Scientific classification
- Kingdom: Plantae
- Clade: Tracheophytes
- Clade: Angiosperms
- Clade: Eudicots
- Clade: Asterids
- Order: Asterales
- Family: Asteraceae
- Genus: Calycadenia
- Species: C. mollis
- Binomial name: Calycadenia mollis A.Gray
- Synonyms: Hemizonia mollis (A.Gray) A.Gray;

= Calycadenia mollis =

- Genus: Calycadenia
- Species: mollis
- Authority: A.Gray
- Conservation status: G3
- Synonyms: Hemizonia mollis (A.Gray) A.Gray

Species of flowering plant

Calycadenia mollis is a species of flowering plant in the family Asteraceae known by the common name soft western rosinweed. It is native to a section of central California, from Tuolumne County to northern Tulare County. There are also isolated populations further north in Nevada County. The plant grows in a number of habitat types in the Central Valley and adjacent Sierra Nevada foothills.

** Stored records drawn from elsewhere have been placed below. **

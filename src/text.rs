//! Fonts, formatted text and text placement

use packed_struct::prelude::*;

use crate::error::Result;
use crate::format::{place, Align, Color, Point, Rect, Serializable};
use crate::ids::{
    FlowDirection, FontStretch, FontStyle, FontWeight, HorizontalTextAlignment,
    HorizontalTextAnchor, TextDecoration, TextTrimming, VerticalTextAlignment,
    VerticalTextAnchor,
};
use crate::material::Brush;
use crate::reader::BufferReader;
use crate::writer::BufferWriter;

/// Family of [`Font::default`]
pub const DEFAULT_FONT_FAMILY: &str = "Arial";

/// Default font size in millimeters
pub const DEFAULT_FONT_SIZE: f64 = 3.5;

/// The decoration flag byte of a font
#[derive(PackedStruct, Debug, Clone, Copy, PartialEq, Default)]
#[packed_struct(bit_numbering = "lsb0", size_bytes = "1")]
pub struct TextDecorations {
    #[packed_field(bits = "0")]
    pub underline: bool,
    #[packed_field(bits = "1")]
    pub strike_through: bool,
    #[packed_field(bits = "2..=7")]
    _reserved: ReservedZero<packed_bits::Bits<6>>,
}

impl TextDecorations {
    /// Whether `decoration` is part of the set
    pub fn contains(&self, decoration: TextDecoration) -> bool {
        match decoration {
            TextDecoration::Underline => self.underline,
            TextDecoration::StrikeThrough => self.strike_through,
        }
    }

    /// Add `decoration` to the set
    pub fn insert(&mut self, decoration: TextDecoration) {
        match decoration {
            TextDecoration::Underline => self.underline = true,
            TextDecoration::StrikeThrough => self.strike_through = true,
        }
    }
}

impl FromIterator<TextDecoration> for TextDecorations {
    fn from_iter<I: IntoIterator<Item = TextDecoration>>(iter: I) -> Self {
        let mut decorations = TextDecorations::default();
        for decoration in iter {
            decorations.insert(decoration);
        }

        decorations
    }
}

/// Font of a formatted text; `size` is in millimeters
#[derive(Debug, PartialEq, Clone)]
pub struct Font {
    pub family: String,
    pub weight: FontWeight,
    pub style: FontStyle,
    pub stretch: FontStretch,
    pub size: f64,
    pub foreground: Brush,
    pub decorations: TextDecorations,
}

impl Default for Font {
    fn default() -> Self {
        Self {
            family: DEFAULT_FONT_FAMILY.to_owned(),
            weight: FontWeight::default(),
            style: FontStyle::default(),
            stretch: FontStretch::default(),
            size: DEFAULT_FONT_SIZE,
            foreground: Brush::solid(Color::BLACK),
            decorations: TextDecorations::default(),
        }
    }
}

impl Serializable for Font {
    fn serialize(&self, target: &mut BufferWriter) -> Result<()> {
        target.write_string(&self.family)?;
        target.write_uint16(self.weight.into());
        target.write_byte(self.style.into());
        target.write_byte(self.stretch.into());
        target.write_double(self.size);
        self.foreground.serialize(target)?;
        target.write_byte(self.decorations.pack()?[0]);

        Ok(())
    }

    fn deserialize(source: &mut BufferReader<'_>) -> Result<Self> {
        Ok(Self {
            family: source.read_string()?.to_owned(),
            weight: FontWeight::try_from(source.read_uint16()?)?,
            style: FontStyle::try_from(source.read_byte()?)?,
            stretch: FontStretch::try_from(source.read_byte()?)?,
            size: source.read_double()?,
            foreground: Brush::deserialize(source)?,
            decorations: TextDecorations::unpack(&[source.read_byte()?])?,
        })
    }
}

/// A text with its font and layout box. Without `width` the text is laid
/// out on a single line.
#[derive(Debug, PartialEq, Clone, Default)]
pub struct FormattedText {
    pub text: String,
    pub font: Font,
    pub width: Option<f64>,
    pub height: Option<f64>,
    pub flow_direction: FlowDirection,
    pub horizontal_alignment: HorizontalTextAlignment,
    pub vertical_alignment: VerticalTextAlignment,
    pub trimming: TextTrimming,
}

impl FormattedText {
    /// `text` in `font`, sized by its content
    pub fn new(text: impl Into<String>, font: Font) -> Self {
        Self {
            text: text.into(),
            font,
            ..Default::default()
        }
    }

    /// The layout box at the origin. Unset dimensions count as zero since the
    /// host measures the text itself.
    pub fn bounds(&self) -> Rect {
        Rect::new(
            0.0,
            0.0,
            self.width.unwrap_or(0.0),
            self.height.unwrap_or(0.0),
        )
        .abs()
    }
}

impl From<&str> for FormattedText {
    fn from(text: &str) -> Self {
        FormattedText::new(text, Font::default())
    }
}

impl From<String> for FormattedText {
    fn from(text: String) -> Self {
        FormattedText::new(text, Font::default())
    }
}

impl Serializable for FormattedText {
    fn serialize(&self, target: &mut BufferWriter) -> Result<()> {
        target.write_string(&self.text)?;
        self.font.serialize(target)?;
        self.width.serialize(target)?;
        self.height.serialize(target)?;
        target.write_byte(self.flow_direction.into());
        target.write_byte(self.horizontal_alignment.into());
        target.write_byte(self.vertical_alignment.into());
        target.write_byte(self.trimming.into());

        Ok(())
    }

    fn deserialize(source: &mut BufferReader<'_>) -> Result<Self> {
        Ok(Self {
            text: source.read_string()?.to_owned(),
            font: Font::deserialize(source)?,
            width: Option::deserialize(source)?,
            height: Option::deserialize(source)?,
            flow_direction: FlowDirection::try_from(source.read_byte()?)?,
            horizontal_alignment: HorizontalTextAlignment::try_from(source.read_byte()?)?,
            vertical_alignment: VerticalTextAlignment::try_from(source.read_byte()?)?,
            trimming: TextTrimming::try_from(source.read_byte()?)?,
        })
    }
}

/// Where a text is placed
#[derive(Debug, PartialEq, Clone, Default)]
pub struct TextDrawingSettings {
    pub position: Point,
    pub anchor_x: HorizontalTextAnchor,
    pub anchor_y: VerticalTextAnchor,
}

impl TextDrawingSettings {
    /// Settings anchoring the top left corner of the text at `position`
    pub fn at(position: Point) -> Self {
        Self {
            position,
            ..Default::default()
        }
    }

    /// Move `bounds` to where the host draws them. Default anchors pin the
    /// top left corner, the baseline is approximated by the bottom edge.
    pub fn place(&self, bounds: Rect) -> Rect {
        let x = match self.anchor_x {
            HorizontalTextAnchor::Default | HorizontalTextAnchor::Left => Align::Start,
            HorizontalTextAnchor::Right => Align::End,
            HorizontalTextAnchor::Center => Align::Center,
        };
        let y = match self.anchor_y {
            VerticalTextAnchor::Default | VerticalTextAnchor::Top => Align::Start,
            VerticalTextAnchor::Bottom | VerticalTextAnchor::BaseLine => Align::End,
            VerticalTextAnchor::Center => Align::Center,
        };

        place(bounds, self.position, x, y)
    }
}

impl Serializable for TextDrawingSettings {
    fn serialize(&self, target: &mut BufferWriter) -> Result<()> {
        self.position.serialize(target)?;
        target.write_byte(self.anchor_x.into());
        target.write_byte(self.anchor_y.into());

        Ok(())
    }

    fn deserialize(source: &mut BufferReader<'_>) -> Result<Self> {
        Ok(Self {
            position: Point::deserialize(source)?,
            anchor_x: HorizontalTextAnchor::try_from(source.read_byte()?)?,
            anchor_y: VerticalTextAnchor::try_from(source.read_byte()?)?,
        })
    }
}

#[cfg(test)]
mod tests {
    use super::*;

    #[test]
    fn decoration_bits() {
        let both: TextDecorations = [TextDecoration::StrikeThrough, TextDecoration::Underline]
            .into_iter()
            .collect();
        assert_eq!(both.pack().unwrap(), [0b11]);

        let strike = TextDecorations::unpack(&[0b10]).unwrap();
        assert!(strike.contains(TextDecoration::StrikeThrough));
        assert!(!strike.contains(TextDecoration::Underline));
    }

    #[test]
    fn font_layout() {
        let font = Font {
            family: "Consolas".to_owned(),
            weight: FontWeight::Bold,
            style: FontStyle::Italic,
            size: 5.0,
            ..Default::default()
        };

        let mut writer = BufferWriter::new();
        font.serialize(&mut writer).unwrap();

        let data = writer.data();
        assert_eq!(&data[..12], b"\x08\0\0\0Consolas");
        assert_eq!(&data[12..16], &[0xBC, 0x02, 2, 5]);
        assert_eq!(&data[16..24], &5.0f64.to_le_bytes());
        assert_eq!(data[24], 1);
        assert_eq!(*data.last().unwrap(), 0);

        assert_eq!(Font::deserialize(&mut BufferReader::new(data)).unwrap(), font);
    }

    #[test]
    fn plain_string_uses_default_font() {
        let text = FormattedText::from("Hello");

        assert_eq!(text.text, "Hello");
        assert_eq!(text.font.family, "Arial");
        assert_eq!(text.font.size, 3.5);
        assert_eq!(text.width, None);
        assert_eq!(text.bounds(), Rect::ZERO);
    }

    #[test]
    fn formatted_text_decodes() {
        let mut text = FormattedText::from("Zeile 1\nZeile 2");
        text.width = Some(40.0);
        text.horizontal_alignment = HorizontalTextAlignment::Justify;
        text.trimming = TextTrimming::WordEllipsis;
        text.font.decorations.insert(TextDecoration::Underline);

        let mut writer = BufferWriter::new();
        text.serialize(&mut writer).unwrap();

        let mut reader = BufferReader::new(writer.data());
        assert_eq!(FormattedText::deserialize(&mut reader).unwrap(), text);
        assert!(reader.is_at_end());
    }

    #[test]
    fn anchors() {
        let settings = TextDrawingSettings {
            position: Point::new(10.0, 10.0),
            anchor_x: HorizontalTextAnchor::Right,
            anchor_y: VerticalTextAnchor::BaseLine,
        };

        assert_eq!(
            settings.place(Rect::new(0.0, 0.0, 4.0, 2.0)),
            Rect::new(6.0, 8.0, 10.0, 10.0)
        );
        assert_eq!(
            TextDrawingSettings::at(Point::new(1.0, 1.0)).place(Rect::new(0.0, 0.0, 4.0, 2.0)),
            Rect::new(1.0, 1.0, 5.0, 3.0)
        );
    }
}
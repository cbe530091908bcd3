//! Line changes
//!
//! Every rewrite is expressed as a [`LineChange`]: remove some whole lines at
//! a position and insert others. Several changes to one text are applied in
//! strictly descending line order so pending changes above stay valid.

use crate::error::EditError;
use docweave_syntax::detect_line_ending;

/// Replace `remove` lines starting at line `at` with `insert`
#[derive(Debug, Clone, PartialEq, Eq)]
pub struct LineChange {
    /// 1-based line the change starts at; inserted lines take this position
    pub at: usize,
    /// Number of lines removed starting at `at`
    pub remove: usize,
    /// Inserted lines, without terminators
    pub insert: Vec<String>,
}

impl LineChange {
    /// Pure insertion before line `at`
    #[must_use]
    pub fn insertion(at: usize, insert: Vec<String>) -> Self {
        Self {
            at,
            remove: 0,
            insert,
        }
    }

    /// Replace `remove` lines at `at`
    #[must_use]
    pub fn replacement(at: usize, remove: usize, insert: Vec<String>) -> Self {
        Self { at, remove, insert }
    }

    /// Net change in line count
    #[must_use]
    pub fn delta(&self) -> isize {
        self.insert.len() as isize - self.remove as isize
    }

    /// Where an original line ends up after the change, `None` if removed
    #[must_use]
    pub fn map_line(&self, line: usize) -> Option<usize> {
        if line < self.at {
            Some(line)
        } else if line < self.at + self.remove {
            None
        } else {
            Some(line + self.insert.len() - self.remove)
        }
    }

    /// Same change moved down by `offset` lines
    #[must_use]
    pub fn translated(mut self, offset: usize) -> Self {
        self.at += offset;
        self
    }

    /// Same change with every non-empty inserted line prefixed by `margin`
    #[must_use]
    pub fn indented(mut self, margin: &str) -> Self {
        if !margin.is_empty() {
            for line in &mut self.insert {
                if !line.is_empty() {
                    line.insert_str(0, margin);
                }
            }
        }
        self
    }

    /// Apply this change alone
    ///
    /// # Errors
    /// Returns `EditError::OutOfRange` if the change lies past the end of `source`
    pub fn apply(&self, source: &str) -> Result<String, EditError> {
        apply_changes(source, std::slice::from_ref(self))
    }
}

/// Apply `changes` to `source`, bottom-most first
///
/// Inserted lines use the source's line terminator. Changes at the same line
/// keep their relative order in the output.
///
/// # Errors
/// - `EditError::Overlap` if two changes remove the same line, or one inserts
///   inside another's removed range
/// - `EditError::OutOfRange` if a change lies past the end of `source`
pub fn apply_changes(source: &str, changes: &[LineChange]) -> Result<String, EditError> {
    let ending = detect_line_ending(source);
    let mut lines: Vec<String> = source.split_inclusive('\n').map(str::to_string).collect();

    let mut ordered: Vec<&LineChange> = changes.iter().collect();
    ordered.sort_by_key(|change| change.at);
    for pair in ordered.windows(2) {
        let (above, below) = (pair[0], pair[1]);
        if above.at + above.remove > below.at {
            return Err(EditError::Overlap {
                first: above.at,
                second: below.at,
            });
        }
    }

    for change in ordered.into_iter().rev() {
        let len = lines.len();
        if change.at == 0 || change.at - 1 + change.remove > len {
            return Err(EditError::OutOfRange {
                at: change.at,
                remove: change.remove,
                len,
            });
        }

        let start = change.at - 1;
        if start == len {
            if let Some(last) = lines.last_mut() {
                if !last.ends_with('\n') {
                    last.push_str(ending);
                }
            }
        }

        let inserted = change.insert.iter().map(|line| format!("{line}{ending}"));
        lines.splice(start..start + change.remove, inserted);
    }

    Ok(lines.concat())
}

#[cfg(test)]
mod tests {
    use super::*;
    use pretty_assertions::assert_eq;

    fn lines(items: &[&str]) -> Vec<String> {
        items.iter().map(|s| (*s).to_string()).collect()
    }

    #[test]
    fn insertion_before_line() {
        let change = LineChange::insertion(2, lines(&["b"]));
        assert_eq!(change.apply("a\nc\n").unwrap(), "a\nb\nc\n");
    }

    #[test]
    fn insertion_at_end_without_newline() {
        let change = LineChange::insertion(2, lines(&["b"]));
        assert_eq!(change.apply("a").unwrap(), "a\nb\n");
        assert_eq!(change.apply("a\n").unwrap(), "a\nb\n");
        assert_eq!(LineChange::insertion(1, lines(&["x"])).apply("").unwrap(), "x\n");
    }

    #[test]
    fn keeps_crlf() {
        let change = LineChange::insertion(2, lines(&["b"]));
        assert_eq!(change.apply("a\r\nc\r\n").unwrap(), "a\r\nb\r\nc\r\n");
    }

    #[test]
    fn replacement_removes_lines() {
        let change = LineChange::replacement(2, 2, lines(&["X"]));
        assert_eq!(change.apply("a\nb\nc\nd\n").unwrap(), "a\nX\nd\n");
        assert_eq!(change.delta(), -1);
    }

    #[test]
    fn multiple_changes_apply_bottom_up() {
        let changes = vec![
            LineChange::insertion(2, lines(&["one"])),
            LineChange::insertion(4, lines(&["three", "four"])),
        ];
        assert_eq!(
            apply_changes("a\nb\nc\nd\n", &changes).unwrap(),
            "a\none\nb\nc\nthree\nfour\nd\n"
        );
    }

    #[test]
    fn overlapping_changes_rejected() {
        let changes = vec![
            LineChange::replacement(2, 2, vec![]),
            LineChange::insertion(3, lines(&["x"])),
        ];
        assert_eq!(
            apply_changes("a\nb\nc\nd\n", &changes),
            Err(EditError::Overlap { first: 2, second: 3 })
        );
    }

    #[test]
    fn out_of_range_rejected() {
        let change = LineChange::replacement(3, 2, vec![]);
        assert!(matches!(change.apply("a\nb\nc\n"), Err(EditError::OutOfRange { .. })));
        assert!(LineChange::insertion(0, vec![]).apply("a\n").is_err());
    }

    #[test]
    fn map_line_shifts_following_lines() {
        let change = LineChange::replacement(3, 1, lines(&["x", "y"]));
        assert_eq!(change.map_line(2), Some(2));
        assert_eq!(change.map_line(3), None);
        assert_eq!(change.map_line(4), Some(5));
    }

    #[test]
    fn translated_and_indented() {
        let change = LineChange::insertion(2, lines(&["\"\"\"Doc.", "", "more\"\"\""]))
            .translated(10)
            .indented("    ");
        assert_eq!(change.at, 12);
        assert_eq!(change.insert, lines(&["    \"\"\"Doc.", "", "    more\"\"\""]));
    }
}
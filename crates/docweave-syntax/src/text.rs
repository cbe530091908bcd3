//! Indentation helpers

/// Leading spaces and tabs of a line
#[inline]
#[must_use]
pub fn leading_whitespace(line: &str) -> &str {
    let trimmed = line.trim_start_matches([' ', '\t', '\x0c']);
    &line[..line.len() - trimmed.len()]
}

/// Whitespace prefix shared by every non-blank line
#[must_use]
pub fn common_margin(text: &str) -> String {
    let mut margin: Option<&str> = None;

    for line in text.lines().filter(|line| !line.trim().is_empty()) {
        let indent = leading_whitespace(line);
        margin = Some(match margin {
            None => indent,
            Some(current) => {
                let shared = current
                    .bytes()
                    .zip(indent.bytes())
                    .take_while(|(a, b)| a == b)
                    .count();
                &current[..shared]
            }
        });
    }

    margin.unwrap_or("").to_string()
}

/// Remove the first code line's indentation from every line carrying it
///
/// Lines indented less than the first one (continuation lines of a string
/// literal, for instance) are left alone. Whitespace-only lines are reduced
/// to their line terminator.
#[must_use]
pub fn dedent(text: &str) -> String {
    let margin = text
        .lines()
        .find(|line| {
            let trimmed = line.trim_start();
            !trimmed.is_empty() && !trimmed.starts_with('#')
        })
        .map_or("", leading_whitespace);
    text.split_inclusive('\n')
        .map(|line| {
            if line.trim().is_empty() {
                line_terminator(line)
            } else {
                line.strip_prefix(margin).unwrap_or(line)
            }
        })
        .collect()
}

/// Prefix every non-blank line with `margin`
#[must_use]
pub fn indent(text: &str, margin: &str) -> String {
    text.split_inclusive('\n')
        .map(|line| {
            if line.trim().is_empty() {
                line.to_string()
            } else {
                format!("{margin}{line}")
            }
        })
        .collect()
}

/// Line terminator used by the first terminated line, `\n` if none
#[must_use]
pub fn detect_line_ending(text: &str) -> &'static str {
    match text.find('\n') {
        Some(index) if index > 0 && text.as_bytes()[index - 1] == b'\r' => "\r\n",
        _ => "\n",
    }
}

fn line_terminator(line: &str) -> &str {
    if line.ends_with("\r\n") {
        "\r\n"
    } else if line.ends_with('\n') {
        "\n"
    } else {
        ""
    }
}

#[cfg(test)]
mod tests {
    use super::*;
    use pretty_assertions::assert_eq;

    #[test]
    fn margin_of_nested_method() {
        let text = "    def f(self):\n        return 1\n";
        assert_eq!(common_margin(text), "    ");
    }

    #[test]
    fn margin_ignores_blank_lines() {
        let text = "    a = 1\n\n  \n    b = 2\n";
        assert_eq!(common_margin(text), "    ");
    }

    #[test]
    fn mixed_tabs_and_spaces_share_nothing() {
        assert_eq!(common_margin("\ta\n    b\n"), "");
    }

    #[test]
    fn dedent_removes_margin() {
        let text = "    def f(self):\n\n        return 1\n";
        assert_eq!(dedent(text), "def f(self):\n\n    return 1\n");
    }

    #[test]
    fn dedent_keeps_lines_left_of_the_first() {
        let text = "    def q(self):\n        sql = \"\"\"\nSELECT 1\n\"\"\"\n        return sql\n";
        assert_eq!(common_margin(text), "");
        assert_eq!(
            dedent(text),
            "def q(self):\n    sql = \"\"\"\nSELECT 1\n\"\"\"\n    return sql\n"
        );
    }

    #[test]
    fn dedent_ignores_leading_comments() {
        assert_eq!(dedent("  # note\ndef f():\n  return 1\n"), "  # note\ndef f():\n  return 1\n");
    }

    #[test]
    fn dedent_normalizes_whitespace_lines() {
        assert_eq!(dedent("  a\n   \n  b"), "a\n\nb");
    }

    #[test]
    fn indent_restores_margin() {
        let original = "    def f(self):\n\n        return 1\n";
        assert_eq!(indent(&dedent(original), "    "), original);
    }

    #[test]
    fn line_endings() {
        assert_eq!(detect_line_ending("a\r\nb\r\n"), "\r\n");
        assert_eq!(detect_line_ending("a\nb"), "\n");
        assert_eq!(detect_line_ending("single"), "\n");
    }

    #[test]
    fn leading_whitespace_of_line() {
        assert_eq!(leading_whitespace("\t  x = 1"), "\t  ");
        assert_eq!(leading_whitespace("x"), "");
    }
}
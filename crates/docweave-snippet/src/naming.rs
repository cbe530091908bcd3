//! Module paths and test naming
//!
//! Maps files to dotted module paths and definitions to the test module and
//! test function that are expected to cover them.

use crate::error::PathError;
use crate::qualified::QualifiedPath;
use once_cell::sync::Lazy;
use regex::Regex;
use serde::{Deserialize, Serialize};
use std::path::{Component, Path, PathBuf};

/// Root package of test modules
pub const TESTS_ROOT: &str = "tests";

static UPPER_WORD: Lazy<Regex> =
    Lazy::new(|| Regex::new("(.)([A-Z][a-z]+)").expect("static regex is valid"));
static LOWER_UPPER: Lazy<Regex> =
    Lazy::new(|| Regex::new("([a-z0-9])([A-Z])").expect("static regex is valid"));
static UNDERSCORE_RUN: Lazy<Regex> =
    Lazy::new(|| Regex::new("_+").expect("static regex is valid"));

/// How source modules map onto the `tests` package
#[derive(Debug, Clone, Copy, PartialEq, Eq, Hash, Default, Serialize, Deserialize)]
#[serde(rename_all = "kebab-case")]
pub enum TestLayout {
    /// Replace the first module segment with `tests`: `pkg.sub.mod` → `tests.sub.test_mod`
    #[default]
    ReplaceRoot,
    /// Prepend `tests`: `pkg.sub.mod` → `tests.pkg.sub.test_mod`
    PrefixRoot,
}

/// Test module and function expected to cover a definition
#[derive(Debug, Clone, PartialEq, Eq, PartialOrd, Ord, Hash, Serialize)]
pub struct TestLocation {
    /// Dotted test module path
    pub module_path: String,
    /// Test function name
    pub identifier: String,
}

impl std::fmt::Display for TestLocation {
    fn fmt(&self, f: &mut std::fmt::Formatter<'_>) -> std::fmt::Result {
        write!(f, "{}::{}", self.module_path, self.identifier)
    }
}

/// Dotted module path of `file` relative to `project_root`
///
/// # Errors
/// Returns `PathError::NotUnderRoot` if `file` is not inside `project_root`
pub fn module_path(file: &Path, project_root: &Path) -> Result<String, PathError> {
    let relative = file
        .strip_prefix(project_root)
        .map_err(|_| PathError::not_under_root(file, project_root))?;

    let segments: Vec<String> = relative
        .with_extension("")
        .components()
        .filter_map(|component| match component {
            Component::Normal(segment) => Some(segment.to_string_lossy().into_owned()),
            _ => None,
        })
        .collect();

    if segments.is_empty() {
        return Err(PathError::not_under_root(file, project_root));
    }
    Ok(segments.join("."))
}

/// Relative file path of a dotted module path (`a.b` → `a/b.py`)
#[must_use]
pub fn import_path_to_file_path(module_path: &str) -> PathBuf {
    let mut path: PathBuf = module_path.split('.').collect();
    path.set_extension("py");
    path
}

/// Module lives in the `tests` package
#[inline]
#[must_use]
pub fn is_test_module(module_path: &str) -> bool {
    module_path.split('.').next() == Some(TESTS_ROOT)
}

/// Split mixed-case words with underscores and lowercase the result
#[must_use]
pub fn camel_to_snake(name: &str) -> String {
    let name = UPPER_WORD.replace_all(name, "${1}_${2}");
    LOWER_UPPER.replace_all(&name, "${1}_${2}").to_lowercase()
}

/// Test function name for a qualified path (`BarBaz.quux` → `test_bar_baz_quux`)
#[must_use]
pub fn test_identifier(qualified_path: &str) -> String {
    let snake = camel_to_snake(&qualified_path.replace('.', "_"));
    let prefixed = format!("test_{snake}");
    UNDERSCORE_RUN
        .replace_all(&prefixed, "_")
        .trim_matches('_')
        .to_string()
}

/// Where the test for a definition is expected to live
///
/// Returns `None` for definitions that are themselves in the `tests` package.
#[must_use]
pub fn expected_test_location(
    module_path: &str,
    qualified_path: &QualifiedPath,
    layout: TestLayout,
) -> Option<TestLocation> {
    if is_test_module(module_path) {
        return None;
    }

    let mut parts: Vec<&str> = module_path.split('.').collect();
    let last = parts.pop()?;
    let skip = match layout {
        TestLayout::ReplaceRoot => 1,
        TestLayout::PrefixRoot => 0,
    };

    let mut test_parts = vec![TESTS_ROOT.to_string()];
    test_parts.extend(parts.iter().skip(skip).map(|part| (*part).to_string()));
    test_parts.push(format!("test_{last}"));

    Some(TestLocation {
        module_path: test_parts.join("."),
        identifier: test_identifier(&qualified_path.to_string()),
    })
}

#[cfg(test)]
mod tests {
    use super::*;

    fn qp(s: &str) -> QualifiedPath {
        s.parse().unwrap()
    }

    #[test]
    fn module_path_strips_root_and_extension() {
        let path = module_path(Path::new("/proj/pkg/sub/mod.py"), Path::new("/proj")).unwrap();
        assert_eq!(path, "pkg.sub.mod");
    }

    #[test]
    fn module_path_outside_root_fails() {
        let err = module_path(Path::new("/elsewhere/mod.py"), Path::new("/proj")).unwrap_err();
        assert!(matches!(err, PathError::NotUnderRoot { .. }));
    }

    #[test]
    fn module_path_of_root_itself_fails() {
        assert!(module_path(Path::new("/proj"), Path::new("/proj")).is_err());
    }

    #[test]
    fn import_path_inverse() {
        assert_eq!(import_path_to_file_path("pkg.mod"), PathBuf::from("pkg/mod.py"));
    }

    #[test]
    fn test_identifier_mixed_case() {
        assert_eq!(test_identifier("BarBaz.quux"), "test_bar_baz_quux");
        assert_eq!(test_identifier("HTTPServer.start"), "test_http_server_start");
        assert_eq!(test_identifier("_private"), "test_private");
        assert_eq!(test_identifier("Outer.__init__"), "test_outer_init");
        assert_eq!(test_identifier("parse2Json"), "test_parse2_json");
    }

    #[test]
    fn camel_to_snake_cases() {
        assert_eq!(camel_to_snake("CamelCase"), "camel_case");
        assert_eq!(camel_to_snake("already_snake"), "already_snake");
        assert_eq!(camel_to_snake("getHTTPResponse"), "get_http_response");
    }

    #[test]
    fn expected_location_replace_root() {
        let loc = expected_test_location("hasty.langlib.python", &qp("CodeSnippet.docstring"), TestLayout::ReplaceRoot)
            .unwrap();
        assert_eq!(loc.module_path, "tests.langlib.test_python");
        assert_eq!(loc.identifier, "test_code_snippet_docstring");
    }

    #[test]
    fn expected_location_prefix_root() {
        let loc = expected_test_location("pkg.mod", &qp("f"), TestLayout::PrefixRoot).unwrap();
        assert_eq!(loc.module_path, "tests.pkg.test_mod");
        assert_eq!(loc.identifier, "test_f");
    }

    #[test]
    fn expected_location_single_segment() {
        for layout in [TestLayout::ReplaceRoot, TestLayout::PrefixRoot] {
            let loc = expected_test_location("mod", &qp("f"), layout).unwrap();
            assert_eq!(loc.module_path, "tests.test_mod");
        }
    }

    #[test]
    fn test_modules_have_no_expected_location() {
        assert!(expected_test_location("tests.test_mod", &qp("test_f"), TestLayout::ReplaceRoot).is_none());
        assert!(is_test_module("tests"));
        assert!(!is_test_module("testsuite.mod"));
    }
}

Calycadenia mollis is an annual herb producing an upright, hairy stem up to 90 centimeters tall. The leaves are linear in shape and up to 8 centimeters long, the longest ones generally toward the middle of the stem. The inflorescence bears several long clusters of small, very glandular flower heads, each of which has one or more white, yellow, or red triple-lobed ray florets around a center of disc florets. The fruit is an achene; those arising from the disc florets have a pappus of about eight scales.